The Rosebud Sioux Tribe has been among the most active opponents of the Keystone XL Pipeline, helping support grassroots operation and maintenance of a spirit camp along the slated route since 2011.

Members of Nebraska citizens’ Bold Alliance have been fending off the pipeline construction for eight years and will continue to do so, they say. Some of them are plaintiffs in the South Dakota case to remand permitting to the PUC.

“Keystone XL is a foreign-owned pipeline, using foreign steel, (to transport a product) headed to the foreign export market,” said Bold Alliance President Jane Kleeb. “Bold continues to stand with farmers and ranchers to protect property rights from being infringed upon by a pipeline for their private gain,” she said, adding, “Keystone XL is and always will be all risk and no reward.”

Adversaries agree, water supplies are threatened by pipeline spills, treaty land rights are violated by construction, and states should not grant eminent domain for the seizure of private property along the route, because the project is a private venture, rather than a public utility.

In the South Dakota Senate, SCR 13, “To require the payment into the federal oil spill liability trust fund for the Keystone I Pipeline and the Keystone XL Pipeline and to recognize dilbit as oil,” was tabled in the State Affairs Committee on Feb. 27 after a previous failed attempt to pass it.
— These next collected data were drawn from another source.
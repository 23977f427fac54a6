// ============================================================
// Layer 2 — Application / Use Cases
// ============================================================
// Orchestrates the other layers to accomplish one goal
// (training a scorer, or scoring a file with it).
//
// Rules for this layer:
//   - No ML math or model code here
//   - No printing here (that's Layer 1)
//   - Only workflow coordination
//
// Reference: Clean Architecture pattern

// The training workflow
pub mod train_use_case;

// The checkpoint scoring workflow
pub mod score_use_case;
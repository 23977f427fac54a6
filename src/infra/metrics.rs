// ============================================================
// Layer 6 — Metrics Logger
// ============================================================
// LogSink that appends every logged scalar to a CSV file.
//
// One row per value, long format, so step-level losses and
// epoch-level correlations share a single file:
//
//   granularity,index,name,value
//   step,0,train_loss,1.283100
//   step,1,train_loss,0.944020
//   epoch,0,val_pearson,0.412877
//   epoch,0,train_loss_epoch,1.113560
//
// The file is appended to, so a resumed run keeps its history.
// Values are also echoed at debug level through tracing.

use std::{
    fs::{self, OpenOptions},
    path::{Path, PathBuf},
    sync::Mutex,
};

use anyhow::{Context, Result};

use crate::domain::traits::{LogPoint, LogSink};

pub const METRICS_FILE: &str = "metrics.csv";

pub struct CsvLogSink {
    csv_path: PathBuf,
    writer:   Mutex<csv::Writer<fs::File>>,
}

impl CsvLogSink {
    /// Open `{dir}/metrics.csv`, writing the header if the file is new.
    pub fn new(dir: impl AsRef<Path>) -> Result<Self> {
        let dir = dir.as_ref();
        fs::create_dir_all(dir).with_context(|| format!("Cannot create '{}'", dir.display()))?;
        let csv_path = dir.join(METRICS_FILE);
        let is_new = !csv_path.exists();

        let file = OpenOptions::new()
            .create(true)
            .append(true)
            .open(&csv_path)
            .with_context(|| format!("Cannot open metrics file '{}'", csv_path.display()))?;
        let mut writer = csv::WriterBuilder::new().has_headers(false).from_writer(file);
        if is_new {
            writer.write_record(["granularity", "index", "name", "value"])?;
            writer.flush()?;
            tracing::debug!("Created metrics CSV: '{}'", csv_path.display());
        }

        Ok(Self { csv_path, writer: Mutex::new(writer) })
    }

    pub fn csv_path(&self) -> &Path {
        &self.csv_path
    }

    fn write_row(&self, name: &str, value: f64, at: LogPoint) -> Result<()> {
        let (granularity, index) = match at {
            LogPoint::Step(s)  => ("step", s.to_string()),
            LogPoint::Epoch(e) => ("epoch", e.to_string()),
        };
        let mut writer = self
            .writer
            .lock()
            .map_err(|_| anyhow::anyhow!("metrics writer lock poisoned"))?;
        writer.write_record([granularity, index.as_str(), name, format!("{value:.6}").as_str()])?;
        writer.flush()?;
        Ok(())
    }
}

impl LogSink for CsvLogSink {
    fn log_scalar(&self, name: &str, value: f64, at: LogPoint) {
        tracing::debug!("{} {} = {:.6}", at, name, value);
        if let Err(e) = self.write_row(name, value, at) {
            tracing::warn!("Cannot log '{}': {:#}", name, e);
        }
    }
}
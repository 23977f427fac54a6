// ============================================================
// Layer 3 — Sample Domain Type
// ============================================================
// One raw record produced by a SampleReader: field name → value.
// For the referenceless variant the fields are
//   src   — source sentence
//   mt    — machine translation being scored
//   score — gold quality score (absent at inference time)

use std::collections::BTreeMap;

use serde::{Deserialize, Serialize};

use crate::domain::error::{ModelError, ModelResult};

/// A single cell of a sample.
#[derive(Debug, Clone, PartialEq, Serialize, Deserialize)]
#[serde(untagged)]
pub enum SampleValue {
    Number(f64),
    Text(String),
}

impl SampleValue {
    /// Parse a raw cell. Anything that reads as a finite float is a number.
    pub fn parse(raw: &str) -> Self {
        match raw.trim().parse::<f64>() {
            Ok(v) if v.is_finite() => SampleValue::Number(v),
            _ => SampleValue::Text(raw.to_string()),
        }
    }

    /// Text view of the value. Numbers are rendered, so a numeric-looking
    /// sentence ("2024") is still usable as model input.
    pub fn as_text(&self) -> String {
        match self {
            SampleValue::Text(s) => s.clone(),
            SampleValue::Number(v) => v.to_string(),
        }
    }

    pub fn as_number(&self) -> Option<f64> {
        match self {
            SampleValue::Number(v) => Some(*v),
            SampleValue::Text(_) => None,
        }
    }
}

#[derive(Debug, Clone, Default, PartialEq, Serialize, Deserialize)]
pub struct Sample {
    pub fields: BTreeMap<String, SampleValue>,
}

impl Sample {
    pub fn new() -> Self {
        Self::default()
    }

    /// Builder-style insert, mostly for tests and small fixtures.
    pub fn with(mut self, name: impl Into<String>, value: SampleValue) -> Self {
        self.fields.insert(name.into(), value);
        self
    }

    pub fn text(&self, name: &str) -> ModelResult<String> {
        self.fields
            .get(name)
            .map(SampleValue::as_text)
            .ok_or_else(|| ModelError::MissingField(name.to_string()))
    }

    /// The gold score, if the sample carries one.
    pub fn score(&self) -> Option<f64> {
        self.fields.get("score").and_then(SampleValue::as_number)
    }
}
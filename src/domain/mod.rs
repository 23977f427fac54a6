// ============================================================
// Layer 3 — Domain Layer
// ============================================================
// Plain Rust types shared by every other layer:
// no burn tensors, no file I/O.
//
// Reference: Rust Book §5 (Structs), §10 (Traits)

/// Error taxonomy of the model core
pub mod error;

/// Hyperparameters persisted with every checkpoint
pub mod hparams;

/// Raw samples: field name → text or number
pub mod sample;

/// Collaborator traits (sample reading, logging)
pub mod traits;
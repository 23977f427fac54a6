// ============================================================
// Layer 6 — Checkpoint Manager
// ============================================================
// Saves and restores model weights with Burn's full-precision
// named MessagePack recorder, so a reloaded model reproduces
// its predictions exactly.
//
// Layout of a checkpoint directory:
//   checkpoints/
//     hparams.json         ← everything needed to rebuild the model
//     tokenizer.json       ← vocabulary used in training
//     model_epoch_1.mpk    ← weights after epoch 1
//     model_epoch_2.mpk
//     ...
//     latest_epoch.json    ← number of the newest epoch file
//     metrics.csv          ← written by CsvLogSink
//     encoder.mpk          ← final encoder weights only
//
// A pretrained-model directory holds an `encoder.mpk` record
// and its `tokenizer.json`; any finished checkpoint directory
// qualifies.
//
// Reference: Burn Book §5 (Records and Checkpointing)

use std::{
    fs,
    path::{Path, PathBuf},
};

use anyhow::{Context, Result};
use burn::{
    prelude::*,
    record::{FullPrecisionSettings, NamedMpkFileRecorder, Recorder},
};

use crate::domain::hparams::HyperParams;
use crate::infra::tokenizer_store::TokenizerStore;
use crate::ml::{encoder::TransformerEncoder, model::ReferencelessRegression};

pub const HPARAMS_FILE:      &str = "hparams.json";
pub const LATEST_EPOCH_FILE: &str = "latest_epoch.json";
pub const ENCODER_RECORD:    &str = "encoder";

type WeightsRecorder = NamedMpkFileRecorder<FullPrecisionSettings>;

pub struct CheckpointManager {
    dir: PathBuf,
}

impl CheckpointManager {
    pub fn new(dir: impl AsRef<Path>) -> Result<Self> {
        let dir = dir.as_ref().to_path_buf();
        fs::create_dir_all(&dir)
            .with_context(|| format!("Cannot create checkpoint directory '{}'", dir.display()))?;
        Ok(Self { dir })
    }

    /// Open an existing checkpoint directory without creating anything.
    pub fn open(dir: impl AsRef<Path>) -> Result<Self> {
        let dir = dir.as_ref().to_path_buf();
        if !dir.is_dir() {
            anyhow::bail!("Checkpoint directory '{}' does not exist. Have you run 'train' first?", dir.display());
        }
        Ok(Self { dir })
    }

    pub fn dir(&self) -> &Path {
        &self.dir
    }

    pub fn tokenizer_store(&self) -> TokenizerStore {
        TokenizerStore::new(&self.dir)
    }

    // ── Weights ──────────────────────────────────────────────────────────────
    /// Writes `model_epoch_{epoch}.mpk` and moves the latest-epoch pointer.
    pub fn save_model<B: Backend, M: Module<B>>(&self, model: &M, epoch: usize) -> Result<()> {
        let path = self.dir.join(format!("model_epoch_{epoch}"));
        WeightsRecorder::new()
            .record(model.clone().into_record(), path.clone())
            .with_context(|| format!("Failed to save checkpoint to '{}'", path.display()))?;

        let latest_path = self.dir.join(LATEST_EPOCH_FILE);
        fs::write(&latest_path, serde_json::to_string(&epoch)?)
            .with_context(|| format!("Failed to write {LATEST_EPOCH_FILE}"))?;

        tracing::debug!("Saved checkpoint: epoch {}", epoch);
        Ok(())
    }

    /// Load the weights of `epoch` into `model`.
    pub fn load_epoch<B: Backend, M: Module<B>>(&self, model: M, epoch: usize, device: &B::Device) -> Result<M> {
        let path = self.dir.join(format!("model_epoch_{epoch}"));
        let record = WeightsRecorder::new()
            .load(path.clone(), device)
            .with_context(|| format!("Cannot load checkpoint '{}'", path.display()))?;
        Ok(model.load_record(record))
    }

    pub fn load_model<B: Backend, M: Module<B>>(&self, model: M, device: &B::Device) -> Result<M> {
        let epoch = self.latest_epoch()?;
        tracing::info!("Loading checkpoint from epoch {}", epoch);
        self.load_epoch(model, epoch, device)
    }

    pub fn latest_epoch(&self) -> Result<usize> {
        let path = self.dir.join(LATEST_EPOCH_FILE);
        let s = fs::read_to_string(&path)
            .with_context(|| format!("Cannot find '{}'. Have you run 'train' first?", path.display()))?;
        Ok(serde_json::from_str::<usize>(&s)?)
    }

    // ── Hyperparameters ──────────────────────────────────────────────────────
    pub fn save_hparams(&self, hp: &HyperParams) -> Result<()> {
        let path = self.dir.join(HPARAMS_FILE);
        fs::write(&path, serde_json::to_string_pretty(hp)?)
            .with_context(|| format!("Cannot write hyperparameters to '{}'", path.display()))?;
        tracing::debug!("Saved hyperparameters to '{}'", path.display());
        Ok(())
    }

    pub fn load_hparams(&self) -> Result<HyperParams> {
        read_hparams(&self.dir.join(HPARAMS_FILE))
    }

    /// Rebuild the model from `hparams.json` and load the newest weights.
    pub fn load_scorer<B: Backend>(&self, device: &B::Device) -> Result<(ReferencelessRegression<B>, HyperParams)> {
        let hp = self.load_hparams()?;
        let model = ReferencelessRegression::from_hparams(&hp, device)?;
        let model = self.load_model(model, device)?;
        Ok((model, hp))
    }
}

pub fn read_hparams(path: &Path) -> Result<HyperParams> {
    let json = fs::read_to_string(path)
        .with_context(|| format!("Cannot read hyperparameters from '{}'", path.display()))?;
    let hp: HyperParams = serde_json::from_str(&json)
        .with_context(|| format!("Invalid hyperparameters in '{}'", path.display()))?;
    hp.validate()?;
    Ok(hp)
}

// ─── Pretrained encoders ──────────────────────────────────────────────────────
pub fn save_encoder<B: Backend>(encoder: &TransformerEncoder<B>, dir: &Path) -> Result<()> {
    fs::create_dir_all(dir).with_context(|| format!("Cannot create '{}'", dir.display()))?;
    let path = dir.join(ENCODER_RECORD);
    WeightsRecorder::new()
        .record(encoder.clone().into_record(), path.clone())
        .with_context(|| format!("Failed to save encoder to '{}'", path.display()))?;
    Ok(())
}

/// Seed `encoder` with the weights stored under `dir`. The architecture in
/// the hyperparameters must match the one the record was written from.
pub fn load_pretrained_encoder<B: Backend>(
    encoder: TransformerEncoder<B>,
    dir:     &Path,
    device:  &B::Device,
) -> Result<TransformerEncoder<B>> {
    let path = dir.join(ENCODER_RECORD);
    let record = WeightsRecorder::new()
        .load(path.clone(), device)
        .with_context(|| format!("Cannot load pretrained encoder '{}'", path.display()))?;
    tracing::info!("Loaded pretrained encoder from '{}'", dir.display());
    Ok(encoder.load_record(record))
}

// ─── Unit Tests ───────────────────────────────────────────────────────────────
#[cfg(test)]
mod tests {
    use super::*;
    use std::collections::BTreeMap;

    use burn::{backend::NdArray, data::dataloader::batcher::Batcher};

    use crate::data::{batcher::RegressionBatcher, dataset::EncodedSample};
    use crate::ml::{encoder::EncoderAdapter, model::ScoreModel};

    type TestBackend = NdArray;

    fn batch() -> crate::data::batcher::RegressionBatch<TestBackend> {
        let item = |src: &[u32], mt: &[u32]| {
            let mut fields = BTreeMap::new();
            fields.insert("src".to_string(), src.to_vec());
            fields.insert("mt".to_string(), mt.to_vec());
            EncodedSample { fields, score: None }
        };
        RegressionBatcher::<TestBackend>::inference(Default::default(), 0)
            .batch(vec![item(&[2, 9, 11, 3], &[2, 7, 3]), item(&[2, 5, 3], &[2, 6, 8, 12, 3])])
    }

    fn scores(model: &ReferencelessRegression<TestBackend>) -> Vec<f32> {
        model.forward(&batch().inputs).unwrap().into_data().to_vec::<f32>().unwrap()
    }

    #[test]
    fn test_round_trip_gives_identical_predictions() {
        let dir = tempfile::tempdir().unwrap();
        let ckpt = CheckpointManager::new(dir.path()).unwrap();
        let device = Default::default();
        let hp = HyperParams::tiny();

        let trained = ReferencelessRegression::<TestBackend>::from_hparams(&hp, &device).unwrap();
        ckpt.save_hparams(&hp).unwrap();
        ckpt.save_model(&trained, 3).unwrap();
        assert_eq!(ckpt.latest_epoch().unwrap(), 3);

        let (restored, restored_hp) = ckpt.load_scorer::<TestBackend>(&device).unwrap();
        assert_eq!(restored_hp, hp);
        assert_eq!(scores(&trained), scores(&restored));
    }

    #[test]
    fn test_latest_epoch_follows_saves() {
        let dir = tempfile::tempdir().unwrap();
        let ckpt = CheckpointManager::new(dir.path()).unwrap();
        let model = ReferencelessRegression::<TestBackend>::from_hparams(&HyperParams::tiny(), &Default::default())
            .unwrap();
        ckpt.save_model(&model, 1).unwrap();
        ckpt.save_model(&model, 2).unwrap();
        assert_eq!(ckpt.latest_epoch().unwrap(), 2);
        assert!(dir.path().join("model_epoch_1.mpk").exists());
    }

    #[test]
    fn test_missing_checkpoint_is_an_error() {
        let dir = tempfile::tempdir().unwrap();
        let ckpt = CheckpointManager::new(dir.path()).unwrap();
        assert!(ckpt.latest_epoch().is_err());
        assert!(ckpt.load_hparams().is_err());
        assert!(CheckpointManager::open(dir.path().join("absent")).is_err());
    }

    #[test]
    fn test_pretrained_encoder_seeds_weights() {
        let dir = tempfile::tempdir().unwrap();
        let device = Default::default();
        let hp = HyperParams::tiny();

        let source = ReferencelessRegression::<TestBackend>::from_hparams(&hp, &device).unwrap();
        save_encoder(&source.encoder, dir.path()).unwrap();

        let fresh = ReferencelessRegression::<TestBackend>::from_hparams(&hp, &device).unwrap();
        let seeded = load_pretrained_encoder(fresh.encoder, dir.path(), &device).unwrap();

        let b = batch();
        let field = &b.inputs.fields["src"];
        let expected = source.encoder.forward(field.input_ids.clone(), field.attention_mask.clone());
        let actual = seeded.forward(field.input_ids.clone(), field.attention_mask.clone());
        let last = |o: crate::ml::encoder::EncoderOutput<TestBackend>| {
            o.all_layers.last().cloned().unwrap().into_data().to_vec::<f32>().unwrap()
        };
        assert_eq!(last(expected), last(actual));
    }
}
The bill noted, “The Internal Revenue Service ruled that tar sands oil imported into the United States is exempt from the federal oil spill liability trust fund tax because it is synthetic petroleum and not oil; in 2015 the National Academies of Sciences determined that American oil spill procedures are inadequate to deal with tar sands and dilbit oil spills;

“The Natural Resources Defense Council notes that pipelines in the upper Midwest that routinely carry oil from tar sands have spilled 3.6 times more oil per pipeline mile than the United States average; the owners of the Keystone I Pipeline and the potential Keystone XL Pipeline have given their word that they will pay for any tar sands oil cleanup required from a spill, however, there is no bond requirement to provide such assurance;

“The United States Senate passed a Sense of the Senate resolution that stated the eight-cents-per-barrel federal oil spill liability trust fund tax should be paid by pipelines carrying dilbit oil; and it is especially concerning to the residents of South Dakota that the potentially hazardous dilbit oil is pumped across our state with no assurances as to who will pay for any potential cleanups that may be necessary.”

On the other hand, South Dakota elected officials, in their resolution to support the project, highlight the company’s argument that the Canadian crude would bolster U.S. energy consumption and security.

“A secure supply of crude oil is not only needed for Americans to continue to heat their homes, cook their food and drive their vehicles, but to enable the United States economy to thrive and grow, free from the potential threats and disruptions of an unreliable crude oil supply from less secure parts of the world,” the resolution states.

“The increasing production of conflict-free oil from Canadian oil sands can both replace crude oil imported from countries that do not share American values and add additional pipeline capacity to refineries in the United States Midwest and Gulf Coast,” it states.

Although this language can be found in TransCanada’s publicity, the State Department’s Final Supplemental Environmental Impact Statement for the project makes clear that nothing requires the fuel shipped on the line to go to U.S. consumers.

Instead, the “Purposes and Needs” chapter states, “The exact mix and volumes of crude oil types that would be transported by the proposed project, as well as the final destination of those crude oils, would be determined by market forces.”

The company wants the pipeline to connect the Alberta Province tar-sands pits to Texas Gulf Coast refineries and export facilities via a route through 1851 and 1868 Ft. Laramie Treaty territory in Montana, South Dakota and Nebraska. The Keystone I Pipeline serves that same purpose.

If federal and state governments permit the new infrastructure, 314 miles of pipe in South Dakota would be part of the construction to link up with line the company already laid in Kansas and Oklahoma, despite numerous sustained protest activities there.